We, at the KAUST supercomputing laboratory, use a central LDAP directory for authentication and authorization. Predominately Linux hosts use a combination (not necessarily all at the same time) of nss, pam, and sssd to communicate with this directory.

Way back in time immemorial, a coworker designed a series of scripts for doing basic CRUD operations; e.g., create an account. This solution not only creates a posixAccount object, but also creates a posixGroup object. This group has a cn equal to the posixAccount’s uid, and a gidNumber equal to the posixAccount’s uidNumber. This posixGroup is used as the primary group for that account: it’s gidNumber is stored in the posixAccount’s gidNumber. The intent here is both to simplify management of “project groups” such that none of them are used as the user’s primary group and to protect user files from other accounts on the system.

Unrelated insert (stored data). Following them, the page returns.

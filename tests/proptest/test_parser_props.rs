//! Property-based Tests for the Protocol Parser and Prompt Scanner

use proptest::prelude::*;

use skillshell::protocol::{parse_spans, strip_list_wrapper, PatternSet};

proptest! {
    /// Stripping then re-wrapping a well-formed list literal is lossless.
    #[test]
    fn prop_list_wrapper_round_trip(inner in "[a-zA-Z0-9_\" .]{0,64}") {
        let wrapped = format!("({})", inner);
        prop_assert_eq!(strip_list_wrapper(&wrapped), inner.as_str());
    }

    /// The prompt scanner consumes the marker as a boundary: the span it
    /// yields is exactly the bytes that preceded the marker.
    #[test]
    fn prop_prompt_scanner_excludes_marker(body in "[a-zA-Z0-9 \n().]{0,128}") {
        let patterns = PatternSet::new().unwrap();
        let buffer = format!("{}\r\n> ", body);

        let at = patterns.match_prompt(buffer.as_bytes())
            .expect("terminal marker must match");
        prop_assert_eq!(at, body.len());
        prop_assert_eq!(&buffer.as_bytes()[..at], body.as_bytes());
    }

    /// A marker not at the end of the buffer is never treated as a
    /// boundary, no matter what follows it.
    #[test]
    fn prop_prompt_mid_buffer_is_content(trailing in "[a-zA-Z0-9]{1,32}") {
        let patterns = PatternSet::new().unwrap();
        let buffer = format!("out\r\n> {}", trailing);
        prop_assert!(patterns.match_prompt(buffer.as_bytes()).is_none());
    }

    /// Plain printed output with the trailing sentinel never classifies
    /// as an error.
    #[test]
    fn prop_sentinel_terminated_output_is_success(printed in "[a-zA-Z0-9 ]{0,64}") {
        let patterns = PatternSet::new().unwrap();
        let span = format!("{}\r\nnil", printed);

        let parsed = parse_spans(&patterns, &span, "nil");
        prop_assert!(!parsed.is_error());
        prop_assert!(parsed.text.starts_with(printed.as_str()));
    }

    /// A well-formed error record always classifies as an error, for any
    /// code and regardless of the value span.
    #[test]
    fn prop_error_record_always_wins(code in 0i64..1_000_000, value_idx in 0usize..3) {
        let patterns = PatternSet::new().unwrap();
        let span = format!("(\"someError\" {} t nil (\"message\"))", code);
        let value = ["nil", "(1)", "(a b c)"][value_idx];

        let parsed = parse_spans(&patterns, &span, value);
        let error = parsed.error.expect("record must classify as error");
        prop_assert_eq!(error.class.as_str(), "someError");
        prop_assert_eq!(error.code, code);
    }
}
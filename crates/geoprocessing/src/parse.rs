//! Engine result keys.
//!
//! Grouped operations come back keyed by the tuple of raster values each
//! group was formed from, serialized as `"List(a,b,...)"`. This module is
//! the only place that knows that encoding.

use std::collections::BTreeMap;
use std::fmt;
use std::str::FromStr;

use geop_common::{GeopError, GeopResult};

use crate::engine::RawResult;

const OPEN: &str = "List(";
const CLOSE: char = ')';

/// A decoded `List(...)` key.
#[derive(Debug, Clone, PartialEq, Eq, Hash, PartialOrd, Ord)]
pub struct CompositeKey(pub Vec<i64>);

impl CompositeKey {
    pub fn values(&self) -> &[i64] {
        &self.0
    }

    /// First element, the grouping value of single-raster operations.
    pub fn first(&self) -> Option<i64> {
        self.0.first().copied()
    }

    pub fn get(&self, index: usize) -> Option<i64> {
        self.0.get(index).copied()
    }
}

impl FromStr for CompositeKey {
    type Err = GeopError;

    fn from_str(s: &str) -> Result<Self, Self::Err> {
        let inner = s
            .strip_prefix(OPEN)
            .and_then(|rest| rest.strip_suffix(CLOSE))
            .ok_or_else(|| GeopError::MalformedResult(format!("bad composite key '{}'", s)))?;

        if inner.trim().is_empty() {
            return Ok(CompositeKey(Vec::new()));
        }

        inner
            .split(',')
            .map(|part| {
                part.trim().parse::<i64>().map_err(|_| {
                    GeopError::MalformedResult(format!("bad element '{}' in key '{}'", part, s))
                })
            })
            .collect::<GeopResult<Vec<_>>>()
            .map(CompositeKey)
    }
}

impl fmt::Display for CompositeKey {
    fn fmt(&self, f: &mut fmt::Formatter<'_>) -> fmt::Result {
        f.write_str(OPEN)?;
        for (i, v) in self.0.iter().enumerate() {
            if i > 0 {
                f.write_str(",")?;
            }
            write!(f, "{}", v)?;
        }
        write!(f, "{}", CLOSE)
    }
}

/// A grouped result with decoded keys.
pub type ParsedResult = BTreeMap<CompositeKey, f64>;

/// Decode every key of a raw engine result.
///
/// A single malformed key fails the whole result.
pub fn parse(raw: &RawResult) -> GeopResult<ParsedResult> {
    raw.iter()
        .map(|(key, value)| -> GeopResult<(CompositeKey, f64)> {
            Ok((key.parse::<CompositeKey>()?, *value))
        })
        .collect()
}

/// Encode a parsed result back to the engine's wire form.
pub fn encode(parsed: &ParsedResult) -> RawResult {
    parsed
        .iter()
        .map(|(key, value)| (key.to_string(), *value))
        .collect()
}

/// Collapse a parsed result onto one element of its keys, summing values.
pub fn sum_by(parsed: &ParsedResult, index: usize) -> BTreeMap<i64, f64> {
    let mut out = BTreeMap::new();
    for (key, value) in parsed {
        if let Some(v) = key.get(index) {
            *out.entry(v).or_insert(0.0) += value;
        }
    }
    out
}
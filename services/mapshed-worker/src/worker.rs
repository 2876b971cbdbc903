//! Queue consumer: claims submitted jobs and runs their chains.

use std::sync::Arc;
use std::time::Duration;
use tokio::sync::Semaphore;
use tokio_util::sync::CancellationToken;
use tracing::{error, info, warn};

use storage::{JobFeed, QueuedJob};

use crate::chain::{ChainBuilder, ChainContext, ChainOutcome, FailureSink, Stage};
use crate::request::MapshedJob;

/// Run one queued job: record it as started, then run its chain.
pub async fn process_job(
    builder: &ChainBuilder,
    ctx: &ChainContext,
    job: QueuedJob<MapshedJob>,
) -> ChainOutcome {
    info!(job_id = %job.id, kind = job.payload.kind(), "Processing job");

    if let Err(e) = ctx.jobs.start(job.id).await {
        error!(job_id = %job.id, error = %e, "Failed to record job start");
    }

    match builder.build(job.id, job.payload) {
        Ok(chain) => chain.run(ctx).await,
        Err(error) => {
            FailureSink::new(ctx.jobs.clone(), job.id)
                .fail(Stage::Validate, &error)
                .await;
            ChainOutcome::Failed {
                stage: Stage::Validate,
                error,
            }
        }
    }
}

/// Consumes the job queue with bounded concurrency.
pub struct Worker {
    name: String,
    builder: ChainBuilder,
    ctx: Arc<ChainContext>,
    concurrency: usize,
}

impl Worker {
    pub fn new(
        name: impl Into<String>,
        builder: ChainBuilder,
        ctx: ChainContext,
        concurrency: usize,
    ) -> Self {
        Self {
            name: name.into(),
            builder,
            ctx: Arc::new(ctx),
            concurrency: concurrency.max(1),
        }
    }

    /// Claim and run jobs until `shutdown` is cancelled, then wait for the
    /// jobs in flight.
    ///
    /// A job is acked only after its chain has recorded a terminal status.
    pub async fn run(&self, feed: Arc<dyn JobFeed<MapshedJob>>, shutdown: CancellationToken) {
        let semaphore = Arc::new(Semaphore::new(self.concurrency));
        info!(name = %self.name, concurrency = self.concurrency, "Worker started");

        while !shutdown.is_cancelled() {
            let permit = match semaphore.clone().acquire_owned().await {
                Ok(permit) => permit,
                Err(_) => break,
            };

            let claimed = tokio::select! {
                _ = shutdown.cancelled() => break,
                claimed = feed.claim_next(&self.name) => claimed,
            };

            match claimed {
                Ok(Some(job)) => {
                    let builder = self.builder.clone();
                    let ctx = self.ctx.clone();
                    let feed = feed.clone();
                    let job_id = job.id;
                    let entry_id = job.entry_id.clone();
                    tokio::spawn(async move {
                        process_job(&builder, &ctx, job).await;
                        if let Some(entry_id) = entry_id {
                            if let Err(e) = feed.ack(&entry_id).await {
                                error!(%job_id, error = %e, "Failed to ack job");
                            }
                        }
                        drop(permit);
                    });
                }
                Ok(None) => {
                    // Nothing queued; claim_next already blocked.
                }
                Err(e) => {
                    error!(error = %e, "Error claiming job");
                    tokio::time::sleep(Duration::from_secs(1)).await;
                }
            }
        }

        // Every permit back means every spawned job has finished.
        match semaphore.acquire_many(self.concurrency as u32).await {
            Ok(_) => info!(name = %self.name, "Worker stopped"),
            Err(e) => warn!(name = %self.name, error = %e, "Worker stopped without draining jobs"),
        };
    }
}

For reasons based mostly in my own compulsive desire for neatness, we decided to eliminate these user-private groups in favor of the universal primary gid “100” (or “users”). The CRUD script was updated accordingly, and the long task of updating the existing filesystem began:

find /gpfs \( ${long_series_of_groups} \) \( \
    \( ! -type l -exec chmod g-rwx {} \; \) , \
    -exec chown -h :100 {} \; \)

The intent here is to chown any file currently owned by a user-private group to the new users group, and to chmod group rights from such files (since effectively no group rights were granted, given the ownership by a user-private group).

I was met with surprise when access was later denied to such files.

Apparently, ’nix filesystem permissions are disjointed. Access by the file owner is only mediated by the owner bits; access by group members (other than the owner) is defined only by the group bits; and the other bits only apply to users that are not in the first two categories. This means that a file like testfile:

-rw----r-- 1 root users 0 2011-07-03 07:38 testfile

is not readable by members of the users group, even though the r bit is set in the lowest order.

It seems that, rather than chmod g-rwx, I should have copied group permissions from the “others” access rights.

edit:

A coworker has advised that I post the find command that I’m using to fix this. Apparently using multiple -execs is convoluted or something.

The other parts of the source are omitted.